The ROC curves show the SDML classifier (SDML, purple), variance (Var, orange), and lag-1 autocorrelation (AC, green) for the A chick heart aggregates going through a period-doubling bifurcation; B sediment data from the MS21 core, C MS66 core, and (D) 64PE406E1 core showing rapid transitions to an anoxic state in the Mediterranean Sea; E ice core records showing rapid paleoclimate transitions; and F transitions in construction activity in pre-Hispanic Pueblo societies. Performance is assessed on the number of experimental runs (N) for each dataset, with 40 equally spaced predictions made between 60% and 100% (A, B, E, F) or between 80% and 100% (C, D) of the way through the pre-transition data. The area under the curve (AUC) score, denoted by A, is a performance measure. The insets show the proportion of predictions made by the classifier for true pre-transition trajectories. “Pre-tran” means close to a critical transition, and “Neutral” means far from a critical transition. The diagonal dashed black line marks where a classifier works no better than a random coin toss, namely, AUC is 0.5.

Discussion

Many complex systems are prone to critical transitions, and data from past transitions is often limited. The majority of research on early warning signals has focused on generic indicators based on properties of bifurcations, and has not incorporated system-specific details, nor information from past transitions. However, data from past transitions contain important system-specific information that should not be neglected. In this paper, we have shown that the limited data available from past transitions can be extended using surrogate data methods to the point where a large enough dataset can be generated to train a machine learning classifier. These trained machine learning classifiers are capable of providing early warning signals for unseen, future critical transitions, despite having only been trained on surrogate data. Moreover, we found that the classifiers outperformed variance and lag-1 autocorrelation in most experimental and empirical test cases among natural systems in cardiology, geology, climatology, and sociology.

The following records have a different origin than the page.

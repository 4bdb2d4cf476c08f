//! # appdeploy-shared
//!
//! Shared result and error types for the appdeploy workspace.
//!
//! Every other crate reports failures as an [`ErrorEnvelope`]: a stable,
//! namespaced [`ErrorCode`] plus a kind, a retry class, and free-form metadata.
//! The CLI maps envelopes onto process exit codes.

#![deny(clippy::unwrap_used)]
#![deny(clippy::expect_used)]

pub mod errors;
pub mod result;

pub use errors::{ErrorClass, ErrorCode, ErrorEnvelope, ErrorKind, ErrorMetadata};
pub use result::Result;

/// Returns the shared crate version.
#[must_use]
pub const fn shared_crate_version() -> &'static str {
    env!("CARGO_PKG_VERSION")
}
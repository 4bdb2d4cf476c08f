//! Apps command handler: list every discoverable app.

use crate::CliOutput;
use crate::error::{CliError, ExitCode};
use crate::format::OutputMode;
use appdeploy_domain::AppName;
use appdeploy_infra::{ConfigSources, run_list_apps_local};

/// Run the apps command.
pub fn run_apps(mode: OutputMode, sources: &ConfigSources) -> Result<CliOutput, CliError> {
    let apps = run_list_apps_local(sources)?;

    let stdout = if mode.is_json() {
        let mut output = serde_json::to_string_pretty(&serde_json::json!({ "apps": apps }))?;
        output.push('\n');
        output
    } else {
        apps.iter()
            .map(AppName::as_str)
            .fold(String::new(), |mut output, name| {
                output.push_str(name);
                output.push('\n');
                output
            })
    };

    Ok(CliOutput {
        stdout,
        stderr: String::new(),
        exit_code: ExitCode::Ok,
    })
}
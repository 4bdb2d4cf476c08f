//! In-memory adapter implementations for port contracts.
//!
//! These implementations are intended for:
//! - Unit/integration tests of option normalization
//! - Deterministic contract tests for the ports layer

use appdeploy_ports::{AppList, AppListerPort, BoxFuture, ConsoleNotice, ConsolePort};
use appdeploy_shared::{ErrorEnvelope, Result};
use std::path::PathBuf;
use std::sync::Mutex;

/// App lister returning a fixed list and recording every base path it saw.
#[derive(Debug, Default)]
pub struct StaticAppLister {
    apps: AppList,
    calls: Mutex<Vec<PathBuf>>,
}

impl StaticAppLister {
    /// Create a lister that always answers with `apps`.
    #[must_use]
    pub fn new(apps: AppList) -> Self {
        Self {
            apps,
            calls: Mutex::new(Vec::new()),
        }
    }

    /// Base paths passed to `list_all_apps`, in call order.
    pub fn calls(&self) -> Vec<PathBuf> {
        self.calls.lock().map(|guard| guard.clone()).unwrap_or_default()
    }

    /// Number of `list_all_apps` invocations.
    pub fn call_count(&self) -> usize {
        self.calls().len()
    }
}

impl AppListerPort for StaticAppLister {
    fn list_all_apps(&self, base_path: PathBuf) -> BoxFuture<'_, Result<AppList>> {
        Box::pin(async move {
            if let Ok(mut guard) = self.calls.lock() {
                guard.push(base_path);
            }
            Ok(self.apps.clone())
        })
    }
}

/// App lister that always fails with the provided envelope.
#[derive(Debug)]
pub struct FailingAppLister {
    error: ErrorEnvelope,
    calls: Mutex<usize>,
}

impl FailingAppLister {
    /// Create a lister that always returns `error`.
    #[must_use]
    pub const fn new(error: ErrorEnvelope) -> Self {
        Self {
            error,
            calls: Mutex::new(0),
        }
    }

    /// Number of `list_all_apps` invocations.
    pub fn call_count(&self) -> usize {
        self.calls.lock().map(|guard| *guard).unwrap_or_default()
    }
}

impl AppListerPort for FailingAppLister {
    fn list_all_apps(&self, _base_path: PathBuf) -> BoxFuture<'_, Result<AppList>> {
        Box::pin(async move {
            if let Ok(mut guard) = self.calls.lock() {
                *guard += 1;
            }
            Err(self.error.clone())
        })
    }
}

/// Console that keeps every notice in memory.
#[derive(Debug, Default)]
pub struct RecordingConsole {
    notices: Mutex<Vec<ConsoleNotice>>,
}

impl RecordingConsole {
    /// Snapshot of recorded notices.
    pub fn notices(&self) -> Vec<ConsoleNotice> {
        self.notices
            .lock()
            .map(|guard| guard.clone())
            .unwrap_or_default()
    }

    /// Messages of recorded notices, in emission order.
    pub fn messages(&self) -> Vec<String> {
        self.notices()
            .into_iter()
            .map(|notice| notice.message.into_string())
            .collect()
    }
}

impl ConsolePort for RecordingConsole {
    fn emit(&self, notice: ConsoleNotice) {
        if let Ok(mut guard) = self.notices.lock() {
            guard.push(notice);
        }
    }
}
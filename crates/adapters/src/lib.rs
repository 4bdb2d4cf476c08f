//! # appdeploy-adapters
//!
//! Adapter implementations for ports (filesystem app discovery, terminal output).
//! This crate depends on `ports`, `config`, `domain`, and `shared`.

pub mod app_lister;
pub mod console;
pub mod console_sink;

/// Returns the adapters crate version.
#[must_use]
pub const fn adapters_crate_version() -> &'static str {
    env!("CARGO_PKG_VERSION")
}

pub use app_lister::LocalAppLister;
pub use console::{NO_COLOR_ENV, TerminalConsole, color_enabled_from_env};
pub use console_sink::{ConsoleSink, StderrSink, StdoutSink, WriterSink};
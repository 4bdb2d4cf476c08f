//! Diagnostic logging setup.

use tracing_subscriber::EnvFilter;
use tracing_subscriber::layer::SubscriberExt;
use tracing_subscriber::util::SubscriberInitExt;

/// Env var holding an env-filter directive string.
pub const LOG_ENV: &str = "APPDEPLOY_LOG";

/// Install a stderr fmt subscriber. `--verbose` wins over `APPDEPLOY_LOG`.
pub fn init_tracing(verbose: bool) {
    let filter = if verbose {
        EnvFilter::new("debug")
    } else {
        EnvFilter::try_from_env(LOG_ENV).unwrap_or_else(|_| EnvFilter::new("warn"))
    };

    let _ = tracing_subscriber::registry()
        .with(filter)
        .with(
            tracing_subscriber::fmt::layer()
                .with_writer(std::io::stderr)
                .with_target(true),
        )
        .try_init();
}
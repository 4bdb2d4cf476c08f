//! Config loading helpers for CLI surfaces.

use crate::{InfraResult, parse_env};
use appdeploy_config::{
    DeployConfig, load_deploy_config_from_path, to_pretty_json, to_pretty_toml,
};
use std::collections::BTreeMap;
use std::path::Path;

/// Output format for the effective config.
#[derive(Debug, Clone, Copy, PartialEq, Eq, Default)]
pub enum ConfigFormat {
    /// Pretty JSON.
    #[default]
    Json,
    /// Pretty TOML.
    Toml,
}

/// Load and validate the effective config from every source.
pub fn load_effective_config(
    env: &BTreeMap<String, String>,
    config_path: Option<&Path>,
    base_path_override: Option<&Path>,
) -> InfraResult<DeployConfig> {
    let env = parse_env(env)?;
    load_deploy_config_from_path(config_path, base_path_override, &env)
}

/// Load the effective config and render it in `format`.
pub fn render_effective_config(
    env: &BTreeMap<String, String>,
    config_path: Option<&Path>,
    base_path_override: Option<&Path>,
    format: ConfigFormat,
) -> InfraResult<String> {
    let config = load_effective_config(env, config_path, base_path_override)?;
    match format {
        ConfigFormat::Json => to_pretty_json(&config),
        ConfigFormat::Toml => to_pretty_toml(&config),
    }
}

#[cfg(test)]
mod tests {
    use super::*;
    use appdeploy_config::ENV_BASE_PATH;

    #[test]
    fn env_base_path_shows_up_in_json() -> InfraResult<()> {
        let env = BTreeMap::from([(ENV_BASE_PATH.to_owned(), "/srv/apps".to_owned())]);
        let output = render_effective_config(&env, None, None, ConfigFormat::Json)?;
        assert!(output.contains("\"base_path\": \"/srv/apps\""));
        Ok(())
    }

    #[test]
    fn toml_rendering_uses_defaults() -> InfraResult<()> {
        let output =
            render_effective_config(&BTreeMap::new(), None, None, ConfigFormat::Toml)?;
        assert!(output.starts_with("base_path = \".\""));
        assert!(output.contains("[discovery]"));
        Ok(())
    }
}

The results suggest that the SDML method for early warning signals can be advantageous over generic indicators. There are many scenarios for which generic early warning signals can fail67. Examples include global bifurcations51, out-of-equilibrium (transient) dynamics24, and rate-induced tipping50. These problems stem from generic early warning signals relying on a manifestation of critical slowing down. Critical slowing down involves the degradation of resilience along some dimension of the system’s state space, resulting in a longer return time to equilibrium following a perturbation. For bifurcations with an oscillatory component (e.g., Hopf/period-doubling/Neimark-Sacker), critical slowing down manifests as an increase in variance, and an increase or decrease in autocorrelation depending on the lag time65. For cases such as the onset of alternans in chick heart aggregates, where a period-doubling bifurcation is the likely cause, it seems plausible that the classifier learns about manifestations of critical slowing down specific to period-doubling bifurcations (an increase in variance and decrease in lag-1 autocorrelation). However, the SDML method makes no assumption of a bifurcation—it simply observes past transitions and attempts to extract features that are associated with the approach of a transition. Consequently, for cases where a bifurcation mechanism is not clear, such as for the paleoclimate transitions, learning system-specific features could be key to an effective early warning signal.

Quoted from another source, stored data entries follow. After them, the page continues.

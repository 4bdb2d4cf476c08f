//! Config command handlers.

use crate::CliOutput;
use crate::error::{CliError, ExitCode};
use appdeploy_infra::{ConfigFormat, ConfigSources, render_effective_config};
use clap::ValueEnum;

/// Serialization format for `config show`.
#[derive(Debug, Clone, Copy, PartialEq, Eq, Default, ValueEnum)]
pub enum ConfigFormatArg {
    /// Pretty JSON.
    #[default]
    Json,
    /// Pretty TOML.
    Toml,
}

impl From<ConfigFormatArg> for ConfigFormat {
    fn from(value: ConfigFormatArg) -> Self {
        match value {
            ConfigFormatArg::Json => Self::Json,
            ConfigFormatArg::Toml => Self::Toml,
        }
    }
}

/// Print the effective config.
pub fn run_config_show(
    sources: &ConfigSources,
    format: ConfigFormatArg,
) -> Result<CliOutput, CliError> {
    let stdout = render_effective_config(
        &sources.env,
        sources.config_path.as_deref(),
        sources.base_path_override.as_deref(),
        format.into(),
    )?;

    Ok(CliOutput {
        stdout,
        stderr: String::new(),
        exit_code: ExitCode::Ok,
    })
}
//! CLI command handlers.

pub mod apps;
pub mod config;
pub mod resolve;

pub use apps::run_apps;
pub use config::run_config_show;
pub use resolve::{ResolveCommandInput, run_resolve};
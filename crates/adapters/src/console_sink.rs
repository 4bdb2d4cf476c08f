//! Line sinks for console output.

use std::io::{self, Write};
use std::sync::{Mutex, PoisonError};

/// A sink that receives fully rendered console lines.
pub trait ConsoleSink: Send + Sync {
    /// Write a line to the sink. `line` already ends with a newline.
    fn write_line(&self, line: &str);
}

/// Console sink over any writer; each line is written then flushed.
#[derive(Debug)]
pub struct WriterSink<W> {
    writer: Mutex<W>,
}

/// Console sink that writes to stdout.
pub type StdoutSink = WriterSink<io::Stdout>;

/// Console sink that writes to stderr.
pub type StderrSink = WriterSink<io::Stderr>;

impl<W> WriterSink<W> {
    /// Wrap `writer`.
    pub const fn new(writer: W) -> Self {
        Self {
            writer: Mutex::new(writer),
        }
    }

    /// Take the writer back.
    pub fn into_inner(self) -> W {
        self.writer
            .into_inner()
            .unwrap_or_else(PoisonError::into_inner)
    }
}

impl StdoutSink {
    /// Sink on the process stdout.
    pub fn stdout() -> Self {
        Self::new(io::stdout())
    }
}

impl StderrSink {
    /// Sink on the process stderr.
    pub fn stderr() -> Self {
        Self::new(io::stderr())
    }
}

impl<W: Write + Send> ConsoleSink for WriterSink<W> {
    fn write_line(&self, line: &str) {
        let mut writer = self.writer.lock().unwrap_or_else(PoisonError::into_inner);
        if let Err(error) = writer
            .write_all(line.as_bytes())
            .and_then(|()| writer.flush())
        {
            tracing::warn!(target: "appdeploy.console", %error, "console write failed");
        }
    }
}
//! Environment validation helpers for CLI surfaces.

use appdeploy_config::DeployEnv;
use appdeploy_shared::ErrorEnvelope;
use std::collections::BTreeMap;

/// Infra-level error type (shared error envelope).
pub type InfraError = ErrorEnvelope;

/// Infra-level result type.
pub type InfraResult<T> = Result<T, InfraError>;

/// Parse env overrides from a variable map.
pub fn parse_env(env: &BTreeMap<String, String>) -> InfraResult<DeployEnv> {
    DeployEnv::from_map(env).map_err(ErrorEnvelope::from)
}
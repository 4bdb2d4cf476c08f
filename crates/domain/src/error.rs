//! Validation failures for domain values.

use appdeploy_shared::{ErrorCode, ErrorEnvelope};
use std::fmt;

/// Validation failures for app names and CLI argument assignments.
#[derive(Debug, Clone, PartialEq, Eq)]
pub enum DomainError {
    /// `AppName` is empty after trimming.
    EmptyAppName {
        /// Length of the raw input before trimming.
        input_length: usize,
    },
    /// `AppName` contains a path separator, a control character, or is a
    /// relative path component (`.` / `..`).
    InvalidAppName {
        /// Trimmed app name that failed validation.
        input: String,
    },
    /// Argument assignment is not of the form `key=value`.
    InvalidArgAssignment {
        /// Raw assignment text.
        input: String,
    },
    /// Argument key is empty after trimming.
    EmptyArgKey,
}

impl DomainError {
    fn error_code(&self) -> ErrorCode {
        match self {
            Self::EmptyAppName { .. } | Self::InvalidAppName { .. } => {
                ErrorCode::new("domain", "invalid_app_name")
            },
            Self::InvalidArgAssignment { .. } | Self::EmptyArgKey => {
                ErrorCode::new("domain", "invalid_arg")
            },
        }
    }
}

impl fmt::Display for DomainError {
    fn fmt(&self, formatter: &mut fmt::Formatter<'_>) -> fmt::Result {
        match self {
            Self::EmptyAppName { .. } => formatter.write_str("app name must be non-empty"),
            Self::InvalidAppName { input } => write!(
                formatter,
                "app name `{input}` must be a single path segment without control characters"
            ),
            Self::InvalidArgAssignment { input } => {
                write!(formatter, "argument `{input}` must look like key=value")
            },
            Self::EmptyArgKey => formatter.write_str("argument key must be non-empty"),
        }
    }
}

impl std::error::Error for DomainError {}

impl From<DomainError> for ErrorEnvelope {
    fn from(error: DomainError) -> Self {
        let envelope = Self::expected(error.error_code(), error.to_string());
        match error {
            DomainError::EmptyAppName { input_length } => {
                envelope.with_metadata("input_length", input_length.to_string())
            },
            DomainError::InvalidAppName { input } | DomainError::InvalidArgAssignment { input } => {
                envelope.with_metadata("input", input)
            },
            DomainError::EmptyArgKey => envelope,
        }
    }
}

Machine learning is a rapidly evolving field, with new algorithms and architectures appearing every year. We have not attempted a comprehensive assessment of the performance of all appropriate types of architecture. We have also not performed hyperparameter tuning on the individual classifiers. Rather, this study is focused on the presentation of a framework to address the problem of limited data availability and demonstration of its baseline capabilities, which can be fine-tuned in future work.

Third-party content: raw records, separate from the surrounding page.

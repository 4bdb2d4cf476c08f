//! End-to-end: resolve and apps against the sample app tree.

use appdeploy_testkit::fixtures::sample_apps_dir;
use serde_json::Value;
use std::process::{Command, Output};

fn run_cli(args: &[&str]) -> std::io::Result<Output> {
    let mut command = Command::new(env!("CARGO_BIN_EXE_appdeploy"));
    command.args(args).env("NO_COLOR", "1");
    for (key, _) in std::env::vars() {
        if key.starts_with("APPDEPLOY_") {
            command.env_remove(key);
        }
    }
    command.output()
}

fn parse_stdout(output: &Output) -> Result<Value, Box<dyn std::error::Error>> {
    Ok(serde_json::from_slice(&output.stdout)?)
}

#[test]
fn resolve_all_apps_json() -> Result<(), Box<dyn std::error::Error>> {
    let base_path = sample_apps_dir();
    let base_path = base_path.to_string_lossy();
    let output = run_cli(&[
        "--output",
        "json",
        "resolve",
        "legacy",
        "--all-apps",
        "--base-path",
        &base_path,
        "--arg",
        "dry-run=true",
    ])?;
    assert!(output.status.success());

    let payload = parse_stdout(&output)?;
    assert_eq!(payload["apps"], serde_json::json!(["api", "web", "worker"]));
    assert_eq!(payload["args"]["environment"], "dev");
    assert_eq!(payload["args"]["all-apps"], true);
    assert_eq!(payload["args"]["dry-run"], true);
    assert_eq!(payload["config"]["base_path"], Value::String(base_path.to_string()));
    assert!(output.stderr.is_empty());
    Ok(())
}

#[test]
fn resolve_json_sends_warning_to_stderr() -> Result<(), Box<dyn std::error::Error>> {
    let output = run_cli(&["--output", "json", "resolve", "--environment", ""])?;
    assert!(output.status.success());

    let payload = parse_stdout(&output)?;
    assert_eq!(payload["apps"], serde_json::json!([]));
    assert_eq!(payload["args"]["environment"], "dev");
    let stderr = String::from_utf8_lossy(&output.stderr);
    assert_eq!(stderr, "The provided array of app names is empty.\n");
    Ok(())
}

#[test]
fn apps_honors_marker_env() -> Result<(), Box<dyn std::error::Error>> {
    let base_path = sample_apps_dir();
    let output = Command::new(env!("CARGO_BIN_EXE_appdeploy"))
        .args(["apps"])
        .env("APPDEPLOY_BASE_PATH", &base_path)
        .env("APPDEPLOY_DISCOVERY_MARKER_FILE", "app.toml")
        .env_remove("APPDEPLOY_DISCOVERY_INCLUDE_HIDDEN")
        .output()?;
    assert!(output.status.success());
    assert_eq!(String::from_utf8_lossy(&output.stdout), "api\nweb\n");
    Ok(())
}
//! Error envelopes an app lister reports, for use with in-memory fakes.

use appdeploy_shared::{ErrorClass, ErrorCode, ErrorEnvelope};
use std::path::Path;

/// The error an app lister reports for a missing base path.
pub fn base_path_not_found_error(base_path: &Path) -> ErrorEnvelope {
    ErrorEnvelope::expected(
        ErrorCode::new("apps", "base_path_not_found"),
        format!("base path does not exist: {}", base_path.display()),
    )
    .with_metadata("base_path", base_path.to_string_lossy().to_string())
}

/// A non-retriable enumeration failure carrying the base path.
pub fn enumeration_failed_error(base_path: &Path) -> ErrorEnvelope {
    ErrorEnvelope::unexpected(
        ErrorCode::enumeration_failed(),
        "failed to enumerate apps",
        ErrorClass::NonRetriable,
    )
    .with_metadata("base_path", base_path.to_string_lossy().to_string())
}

An important consideration in this approach is how to build the training library for the machine learning classifiers. We opted for a simple approach of creating two classes of time series—one containing data far from the critical transition, and the other containing data close to it. More elaborate schemes could be considered in future work, such as having several classes for data at different distances to the transition, or turning the problem into a regression task, where time series are labeled with their distance to the transition.

The data-driven SDML approach relies on good-quality data of past transitions. This is in order to generate high-fidelity surrogate data for the machine learning classifiers. Therefore, rich, high-quality data sources with rapid transition events (e.g., sedimentary archives from the Mediterranean Sea47, paleoclimate transitions44,63, and construction activity in pre-Hispanic Pueblo societies64) and experimental data (e.g., embryonic chick heart cell aggregates37 and thermoacoustic instability experiments46) are invaluable. The SDML approach should not be regarded as a replacement for generic early warning signals, which have been used and enhanced for decades and rigorously tested in many real-world contexts. Rather, our work should be interpreted as evidence that the proposed approach is able to meet the challenges of real-world forecasting problems and has the potential to complement and improve the current best methods.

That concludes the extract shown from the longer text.